The Night Of – Season Finale lundi sur OCS (HBO ce soir)
L’ambivalence au cœur de la série de Steven Zaillian et Richard Price est un état qui ne vous lâche plus passé le premier épisode. Difficile de se faire une intime conviction à mesure que sont exposés les arguments et les preuves des trois parties en présence, par le biais de trois points de vue principaux sur les circonstances de la mort de la jeune victime, incarnés par l’accusé lui-même, ses avocats, et l’accusation. Comme l’exige le déroulé d’un procès aux États-Unis, les faits nous sont présentés avec les conclusions qui s’imposent, puis les témoins, à charge ou non et leurs contre-interrogatoires.

Nazir Kahn – Riz Ahmed
Difficile d’en dire plus sans gâcher le plaisir immense de se laisser porter par cette série réunissant cinq qualités hélas trop rarement associées à un tel niveau de maîtrise, à savoir un scénario tracé au cordeau, des personnages denses, crédibles, terriblement humains, des dialogues secondaires justement dosés, une bande originale entêtante sans être omniprésente et une réalisation époustouflante, mais jamais ostensible. L’ensemble est généreux, inattendu, porté par des interprètes au service de leurs personnages, et filmé avec déférence.
Il ne s’agit pas ici de raconter la série, ni même de la présenter (je vous encourage vivement à lire l’article très complet de Yann Kerjan sur le sujet), mais de partager une expérience, une sourde angoisse, des questions : a-t-on vraiment envie de savoir ? Qu’a-t-on envie de savoir ? Y a-t-il une réponse qui nous satisferait vraiment ?
Et si un innocent cachait un futur coupable ? Et si un coupable regagnait sa liberté ? Que va-t-on finalement savoir dans ce dernier épisode ?

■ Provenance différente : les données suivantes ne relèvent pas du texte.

//! Rule evaluation engine.
//!
//! Walks a scope's rules in configuration order against the attribute bag.
//! For each rule whose attribute is present, patterns are tried in order and
//! for each pattern every value in order. The first (pattern, value) hit
//! anywhere ends evaluation: later rules are never consulted.
//!
//! With no hit, an allow-list scope denies and a deny-list scope allows.

use serde::{Deserialize, Serialize};
use tracing::debug;

use crate::attributes::AttributeBag;
use crate::policy::{Effect, LocalizedText, PolicyScope};

// ============================================================================
// Decision
// ============================================================================

/// The (attribute, pattern, value) triple that decided a request.
#[derive(Debug, Clone, PartialEq, Eq, Serialize, Deserialize)]
pub struct RuleMatch {
    pub attribute: String,
    pub pattern: String,
    pub value: String,
}

/// What the rejection page shows, copied from the deciding scope.
#[derive(Debug, Clone, Default, PartialEq, Eq, Serialize, Deserialize)]
pub struct Rejection {
    /// Localized rejection text; `None` means use the generic text.
    pub message: Option<LocalizedText>,
    /// Logo shown next to the text.
    pub logo: Option<String>,
}

/// The result of evaluating an attribute bag against a scope.
#[derive(Debug, Clone, PartialEq, Eq, Serialize, Deserialize)]
pub struct Decision {
    /// Whether access is allowed or denied.
    pub effect: Effect,
    /// The match that ended evaluation, if any.
    pub matched: Option<RuleMatch>,
    /// Present only when `effect` is `Deny`.
    pub rejection: Option<Rejection>,
}

impl Decision {
    pub fn is_allowed(&self) -> bool {
        self.effect == Effect::Allow
    }
}

// ============================================================================
// Public API
// ============================================================================

/// Evaluates `attributes` against `scope`.
///
/// Never fails: patterns were validated when the scope was built. Holds no
/// state, so the same inputs always produce the same decision.
pub fn evaluate(scope: &PolicyScope, attributes: &AttributeBag) -> Decision {
    let matched = first_match(scope, attributes);
    let authorized = if matched.is_some() {
        !scope.deny_on_match()
    } else {
        scope.deny_on_match()
    };

    if authorized {
        return Decision {
            effect: Effect::Allow,
            matched,
            rejection: None,
        };
    }

    let message = scope.reject_message();
    Decision {
        effect: Effect::Deny,
        matched,
        rejection: Some(Rejection {
            message: (!message.is_empty()).then(|| message.clone()),
            logo: scope.logo().map(str::to_string),
        }),
    }
}

/// Finds the first matching triple in evaluation order.
fn first_match(scope: &PolicyScope, attributes: &AttributeBag) -> Option<RuleMatch> {
    for rule in scope.rules() {
        let Some(values) = attributes.get(rule.attribute()) else {
            continue;
        };

        for pattern in rule.patterns() {
            if let Some(value) = values.iter().find(|value| pattern.matches(value)) {
                debug!(
                    attribute = %rule.attribute(),
                    pattern = %pattern.source(),
                    "Attribute value matched a rule"
                );
                return Some(RuleMatch {
                    attribute: rule.attribute().to_string(),
                    pattern: pattern.source().to_string(),
                    value: value.clone(),
                });
            }
        }
    }

    None
}

// ============================================================================
// Tests
// ============================================================================

#[cfg(test)]
mod tests {
    use super::*;
    use crate::policy::MatchMode;
    use proptest::prelude::*;

    fn allow_list(attribute: &str, patterns: &[&str]) -> PolicyScope {
        PolicyScope::builder()
            .rule(attribute, patterns.iter().copied())
            .build()
            .expect("build scope")
    }

    fn deny_list(attribute: &str, patterns: &[&str]) -> PolicyScope {
        PolicyScope::builder()
            .deny_on_match(true)
            .rule(attribute, patterns.iter().copied())
            .build()
            .expect("build scope")
    }

    fn bag(attribute: &str, values: &[&str]) -> AttributeBag {
        AttributeBag::new().with(attribute, values.iter().copied())
    }

    #[test]
    fn test_allow_list_without_match_denies() {
        let decision = evaluate(
            &allow_list("affiliation", &["staff"]),
            &bag("affiliation", &["student"]),
        );
        assert_eq!(decision.effect, Effect::Deny);
        assert!(decision.matched.is_none());
    }

    #[test]
    fn test_allow_list_match_allows() {
        let decision = evaluate(
            &allow_list("affiliation", &["staff"]),
            &bag("affiliation", &["staff"]),
        );
        assert_eq!(decision.effect, Effect::Allow);
        assert!(decision.rejection.is_none());
        assert_eq!(
            decision.matched,
            Some(RuleMatch {
                attribute: "affiliation".to_string(),
                pattern: "staff".to_string(),
                value: "staff".to_string(),
            })
        );
    }

    #[test]
    fn test_deny_list_without_match_allows() {
        let decision = evaluate(
            &deny_list("affiliation", &["blocked"]),
            &bag("affiliation", &["staff"]),
        );
        assert_eq!(decision.effect, Effect::Allow);
    }

    #[test]
    fn test_deny_list_match_denies() {
        let decision = evaluate(
            &deny_list("affiliation", &["blocked"]),
            &bag("affiliation", &["blocked"]),
        );
        assert_eq!(decision.effect, Effect::Deny);
        assert!(decision.rejection.is_some());
    }

    #[test]
    fn test_first_match_wins_across_rules() {
        // Rule 1 misses, rule 2 hits, rule 3 would also hit with a different
        // pattern. Evaluation must stop at rule 2.
        let scope = PolicyScope::builder()
            .deny_on_match(true)
            .rule("uid", ["^nobody$"])
            .rule("affiliation", ["^member$"])
            .rule("mail", ["@example\\.org$"])
            .build()
            .expect("build");

        let attributes = AttributeBag::new()
            .with("uid", ["alice"])
            .with("affiliation", ["member"])
            .with("mail", ["alice@example.org"]);

        let decision = evaluate(&scope, &attributes);
        assert_eq!(decision.effect, Effect::Deny);
        let matched = decision.matched.expect("a rule matched");
        assert_eq!(matched.attribute, "affiliation");
        assert_eq!(matched.pattern, "^member$");
    }

    #[test]
    fn test_patterns_outer_values_inner() {
        let scope = allow_list("entitlement", &["^b$", "^a$"]);
        let decision = evaluate(&scope, &bag("entitlement", &["a", "b"]));
        // Pattern "^b$" is tried against every value before "^a$".
        assert_eq!(decision.matched.expect("matched").value, "b");
    }

    #[test]
    fn test_literal_vs_regex_mode() {
        let literal = PolicyScope::builder()
            .match_mode(MatchMode::Literal)
            .rule("affiliation", ["^staff$"])
            .build()
            .expect("build");
        assert!(!evaluate(&literal, &bag("affiliation", &["staff"])).is_allowed());
        assert!(evaluate(&literal, &bag("affiliation", &["^staff$"])).is_allowed());

        let regex = allow_list("affiliation", &["^staff$"]);
        assert!(evaluate(&regex, &bag("affiliation", &["staff"])).is_allowed());
        assert!(!evaluate(&regex, &bag("affiliation", &["staffing"])).is_allowed());
    }

    #[test]
    fn test_missing_attribute_never_matches() {
        for mode in [MatchMode::Regex, MatchMode::Literal] {
            let scope = PolicyScope::builder()
                .match_mode(mode)
                .deny_on_match(true)
                .rule("affiliation", [".*"])
                .build()
                .expect("build");
            let decision = evaluate(&scope, &bag("uid", &[".*"]));
            assert!(decision.is_allowed(), "mode {mode:?}");
            assert!(decision.matched.is_none());
        }
    }

    #[test]
    fn test_empty_value_list_never_matches() {
        let scope = deny_list("affiliation", &[".*"]);
        let decision = evaluate(&scope, &bag("affiliation", &[]));
        assert!(decision.is_allowed());
    }

    #[test]
    fn test_rule_without_patterns_never_matches() {
        let scope = allow_list("affiliation", &[]);
        assert!(!evaluate(&scope, &bag("affiliation", &["staff"])).is_allowed());
    }

    #[test]
    fn test_duplicate_attribute_rules_are_independent() {
        let scope = PolicyScope::builder()
            .rule("affiliation", ["^faculty$"])
            .rule("affiliation", ["^staff$"])
            .build()
            .expect("build");
        let decision = evaluate(&scope, &bag("affiliation", &["staff"]));
        assert!(decision.is_allowed());
        assert_eq!(decision.matched.expect("matched").pattern, "^staff$");
    }

    #[test]
    fn test_rejection_payload_is_copied() {
        let message = LocalizedText::new().with("en", "Not for you");
        let scope = PolicyScope::builder()
            .reject_message(message.clone())
            .logo("https://example.org/logo.svg")
            .rule("affiliation", ["staff"])
            .build()
            .expect("build");

        let decision = evaluate(&scope, &AttributeBag::new());
        let rejection = decision.rejection.expect("denied");
        assert_eq!(rejection.message, Some(message));
        assert_eq!(rejection.logo.as_deref(), Some("https://example.org/logo.svg"));
    }

    #[test]
    fn test_rejection_payload_absent_when_unconfigured() {
        let decision = evaluate(&allow_list("affiliation", &["staff"]), &AttributeBag::new());
        assert_eq!(decision.rejection, Some(Rejection::default()));
    }

    proptest! {
        #[test]
        fn prop_evaluation_is_idempotent(
            patterns in prop::collection::vec("[a-c]{1,2}", 0..4),
            values in prop::collection::vec("[a-c]{1,2}", 0..4),
            deny in any::<bool>(),
        ) {
            let scope = PolicyScope::builder()
                .match_mode(MatchMode::Literal)
                .deny_on_match(deny)
                .rule("attr", patterns)
                .build()
                .expect("literal scope");
            let attributes = AttributeBag::new().with("attr", values);

            let first = evaluate(&scope, &attributes);
            for _ in 0..3 {
                prop_assert_eq!(&evaluate(&scope, &attributes), &first);
            }
        }

        #[test]
        fn prop_deny_flag_inverts_effect(
            patterns in prop::collection::vec("[a-c]{1,2}", 0..4),
            values in prop::collection::vec("[a-c]{1,2}", 0..4),
        ) {
            let build = |deny: bool| {
                PolicyScope::builder()
                    .match_mode(MatchMode::Literal)
                    .deny_on_match(deny)
                    .rule("attr", patterns.clone())
                    .build()
                    .expect("literal scope")
            };
            let attributes = AttributeBag::new().with("attr", values.clone());

            let allow_list = evaluate(&build(false), &attributes);
            let deny_list = evaluate(&build(true), &attributes);
            prop_assert_ne!(allow_list.effect, deny_list.effect);
            prop_assert_eq!(allow_list.matched.is_some(), values.iter().any(|v| patterns.contains(v)));
        }
    }
}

Légers spoilers. Mais spoilers quand même !
The Night Of, c’est aussi une charade. Mon premier est le présent immuable de Jack Stone. Mon second, le lumineux symbole d’avenir de Chandra. Et mon troisième, carré et porteur de la vérité, comme le sergent Box. Mon « tout », c’est qu’aucun des trois n’a à perdre ou à gagner dans cette affaire. Le flic part en retraite, l’avocat n’est pas engagé, la jeune avocate ne joue pas sa réputation et personne ne pleure la victime. Nue et sans état d’âme, la justice, seule, peut sortir grandie ou bafouée de ce procès exemplaire d’un meurtre attribué à un jeune homme sans mobile. À moins que la vérité ne soit dans le compromis ? Insatisfaisant mais équitable ?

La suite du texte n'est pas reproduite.